What is the pH of the solution created by combining 0.80 mL of the 0.10 M NaOH(aq) with 8.00 mL of the 0.10 M HCl(aq)? with 8.00 mL of the 0.10 M HC2H3O2(aq)?

I thought it should be 7? It's not the right answer though.

You have two questions here.
#1. pH of 0.8 mL x 0.1 M NaOH + 8.00 mL of 0.1 M HCl.
moles NaOH = M x L = 0.1 x 0.0008 = 0.00008 moles NaOH.
moles HCl = M x L = 0.1 x 0.008 = 0.0008 moles
NaOH + HCl ==> NaCl + H2O
Now place the moles under the reactants so you can see what is going on.
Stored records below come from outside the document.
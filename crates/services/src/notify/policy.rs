//! Channel selection and quiet-hours policy, pure over a loaded preference
//! document so it can be exercised without a database.

use chrono::{DateTime, NaiveTime, Timelike, Utc};
use chrono_tz::Tz;
use tracing::warn;
use worklink_db::models::{Channel, DigestFrequency, NotificationPreference, NotificationType, QuietHours};

/// Resolves the channel set for one (preferences, type) pair.
///
/// A channel is selected iff its channel-level toggle is on and the
/// type-specific override is not explicitly false. SMS additionally requires
/// the type to be security-related unless an override explicitly opts in.
/// Email is suppressed entirely under the `Never` digest setting.
pub fn resolve_channels(
    prefs: &NotificationPreference,
    notification_type: NotificationType,
) -> Vec<Channel> {
    let type_key = notification_type.as_str();
    let mut channels = Vec::new();

    for channel in Channel::ALL {
        if !prefs.channel_enabled(channel) {
            continue;
        }
        let type_override = prefs.type_override(type_key, channel);
        if type_override == Some(false) {
            continue;
        }
        match channel {
            Channel::Sms => {
                // Off for everything non-security unless explicitly opted in.
                if !notification_type.is_security() && type_override != Some(true) {
                    continue;
                }
            }
            Channel::Email => {
                if prefs.email_digest == DigestFrequency::Never {
                    continue;
                }
            }
            _ => {}
        }
        channels.push(channel);
    }

    channels
}

/// Channels suppressed while the user's quiet hours are active. Security
/// types are exempt: a compromised account should wake the phone up.
pub fn apply_quiet_hours(
    channels: Vec<Channel>,
    prefs: &NotificationPreference,
    notification_type: NotificationType,
    now: DateTime<Utc>,
) -> Vec<Channel> {
    if notification_type.is_security() || !quiet_hours_active(&prefs.quiet_hours, now) {
        return channels;
    }
    channels
        .into_iter()
        .filter(|c| !matches!(c, Channel::Push | Channel::Sms))
        .collect()
}

/// Whether `now` falls inside the user's quiet window `[start, end)`,
/// evaluated in the configured timezone. A start later than the end wraps
/// past midnight. Malformed configuration counts as inactive.
pub fn quiet_hours_active(quiet: &QuietHours, now: DateTime<Utc>) -> bool {
    if !quiet.enabled {
        return false;
    }

    let (Some(start), Some(end)) = (parse_hhmm(&quiet.start), parse_hhmm(&quiet.end)) else {
        warn!(start = %quiet.start, end = %quiet.end, "Malformed quiet hours, ignoring");
        return false;
    };

    let tz: Tz = match quiet.timezone.parse() {
        Ok(tz) => tz,
        Err(_) => {
            warn!(timezone = %quiet.timezone, "Unknown quiet-hours timezone, ignoring");
            return false;
        }
    };

    let local = now.with_timezone(&tz).time();
    let local = NaiveTime::from_hms_opt(local.hour(), local.minute(), 0).unwrap_or(local);

    if start <= end {
        local >= start && local < end
    } else {
        // Overnight window, e.g. 22:00-08:00.
        local >= start || local < end
    }
}

fn parse_hhmm(s: &str) -> Option<NaiveTime> {
    NaiveTime::parse_from_str(s, "%H:%M").ok()
}

#[cfg(test)]
mod tests {
    use super::*;
    use bson::oid::ObjectId;
    use chrono::TimeZone;
    use worklink_db::models::TypeChannelOverrides;

    use crate::dao::preference::PreferenceDao;

    fn prefs() -> NotificationPreference {
        PreferenceDao::defaults(ObjectId::new())
    }

    fn quiet(start: &str, end: &str) -> QuietHours {
        QuietHours {
            enabled: true,
            start: start.to_string(),
            end: end.to_string(),
            timezone: "UTC".to_string(),
        }
    }

    fn at(hour: u32, minute: u32) -> DateTime<Utc> {
        Utc.with_ymd_and_hms(2026, 3, 14, hour, minute, 0).unwrap()
    }

    #[test]
    fn defaults_select_in_app_email_push() {
        let channels = resolve_channels(&prefs(), NotificationType::JobAlert);
        assert_eq!(channels, vec![Channel::InApp, Channel::Email, Channel::Push]);
    }

    #[test]
    fn resolution_is_deterministic() {
        let p = prefs();
        let first = resolve_channels(&p, NotificationType::NewReview);
        for _ in 0..10 {
            assert_eq!(resolve_channels(&p, NotificationType::NewReview), first);
        }
    }

    #[test]
    fn push_disabled_yields_in_app_and_email() {
        let mut p = prefs();
        p.push_enabled = false;
        let channels = resolve_channels(&p, NotificationType::JobAlert);
        assert_eq!(channels, vec![Channel::InApp, Channel::Email]);
    }

    #[test]
    fn sms_requires_security_type() {
        let mut p = prefs();
        p.sms_enabled = true;
        assert!(!resolve_channels(&p, NotificationType::NewMessage).contains(&Channel::Sms));
        assert!(resolve_channels(&p, NotificationType::SecurityAlert).contains(&Channel::Sms));
    }

    #[test]
    fn sms_explicit_opt_in_overrides_security_gate() {
        let mut p = prefs();
        p.sms_enabled = true;
        p.type_preferences.insert(
            NotificationType::JobAlert.as_str().to_string(),
            TypeChannelOverrides {
                sms: Some(true),
                ..Default::default()
            },
        );
        assert!(resolve_channels(&p, NotificationType::JobAlert).contains(&Channel::Sms));
    }

    #[test]
    fn type_override_false_drops_channel() {
        let mut p = prefs();
        p.type_preferences.insert(
            NotificationType::NewReview.as_str().to_string(),
            TypeChannelOverrides {
                email: Some(false),
                ..Default::default()
            },
        );
        let channels = resolve_channels(&p, NotificationType::NewReview);
        assert!(!channels.contains(&Channel::Email));
        assert!(channels.contains(&Channel::InApp));
    }

    #[test]
    fn never_digest_suppresses_email() {
        let mut p = prefs();
        p.email_digest = DigestFrequency::Never;
        assert!(!resolve_channels(&p, NotificationType::JobAlert).contains(&Channel::Email));
    }

    #[test]
    fn all_channels_disabled_yields_empty_set() {
        let mut p = prefs();
        p.in_app_enabled = false;
        p.email_enabled = false;
        p.push_enabled = false;
        assert!(resolve_channels(&p, NotificationType::JobAlert).is_empty());
    }

    #[test]
    fn overnight_quiet_window() {
        let q = quiet("22:00", "08:00");
        assert!(quiet_hours_active(&q, at(23, 0)));
        assert!(quiet_hours_active(&q, at(7, 0)));
        assert!(!quiet_hours_active(&q, at(12, 0)));
    }

    #[test]
    fn same_day_quiet_window() {
        let q = quiet("08:00", "22:00");
        assert!(quiet_hours_active(&q, at(12, 0)));
        assert!(!quiet_hours_active(&q, at(23, 0)));
    }

    #[test]
    fn window_start_inclusive_end_exclusive() {
        let q = quiet("08:00", "22:00");
        assert!(quiet_hours_active(&q, at(8, 0)));
        assert!(!quiet_hours_active(&q, at(22, 0)));
    }

    #[test]
    fn disabled_quiet_hours_never_active() {
        let mut q = quiet("00:00", "23:59");
        q.enabled = false;
        assert!(!quiet_hours_active(&q, at(12, 0)));
    }

    #[test]
    fn unknown_timezone_counts_as_inactive() {
        let mut q = quiet("00:00", "23:59");
        q.timezone = "Mars/Olympus_Mons".to_string();
        assert!(!quiet_hours_active(&q, at(12, 0)));
    }

    #[test]
    fn quiet_hours_respects_timezone() {
        let mut q = quiet("22:00", "08:00");
        q.timezone = "America/New_York".to_string();
        // 03:00 UTC is 22:00 or 23:00 in New York depending on DST; either
        // way it is inside a 22:00-08:00 window.
        assert!(quiet_hours_active(&q, at(3, 0)));
    }

    #[test]
    fn quiet_hours_drop_push_and_sms_for_non_security() {
        let mut p = prefs();
        p.quiet_hours = quiet("00:00", "23:59");
        let channels = vec![Channel::InApp, Channel::Email, Channel::Push, Channel::Sms];
        let filtered =
            apply_quiet_hours(channels.clone(), &p, NotificationType::JobAlert, at(12, 0));
        assert_eq!(filtered, vec![Channel::InApp, Channel::Email]);

        let kept = apply_quiet_hours(channels, &p, NotificationType::SecurityAlert, at(12, 0));
        assert_eq!(kept.len(), 4);
    }
}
You should note that HCl is in excess; therefore, moles NaCl and H2O formed are 0.00008 and moles HCl left unreacted is 0.0008 - 0.00008 = 0.00072 moles HCl in a total volume of 8.00 + 0.8 mL = 0.0088 L. .
M = moles/L = 0.00072/0.0088 = 0.0818 M
Then pH = -log(H^+) = ??

For the second one, you have HC2H3O2 (a weak acid) and NaOH and the HC2H3O2 is in excess which means that you will have at the end of the reaction a buffered solution consisting of NaC2H3O2 and HC2H3O2. You must use the Henderson-Hasselbalch equation to solve for the pH.
Post your work if you get stuck.

so the henderson eqn is:

pH= pKa +log([conj. base]/[acid])

so do i have to look up pKa for NaOH and then how do i find the conjugate base concentration?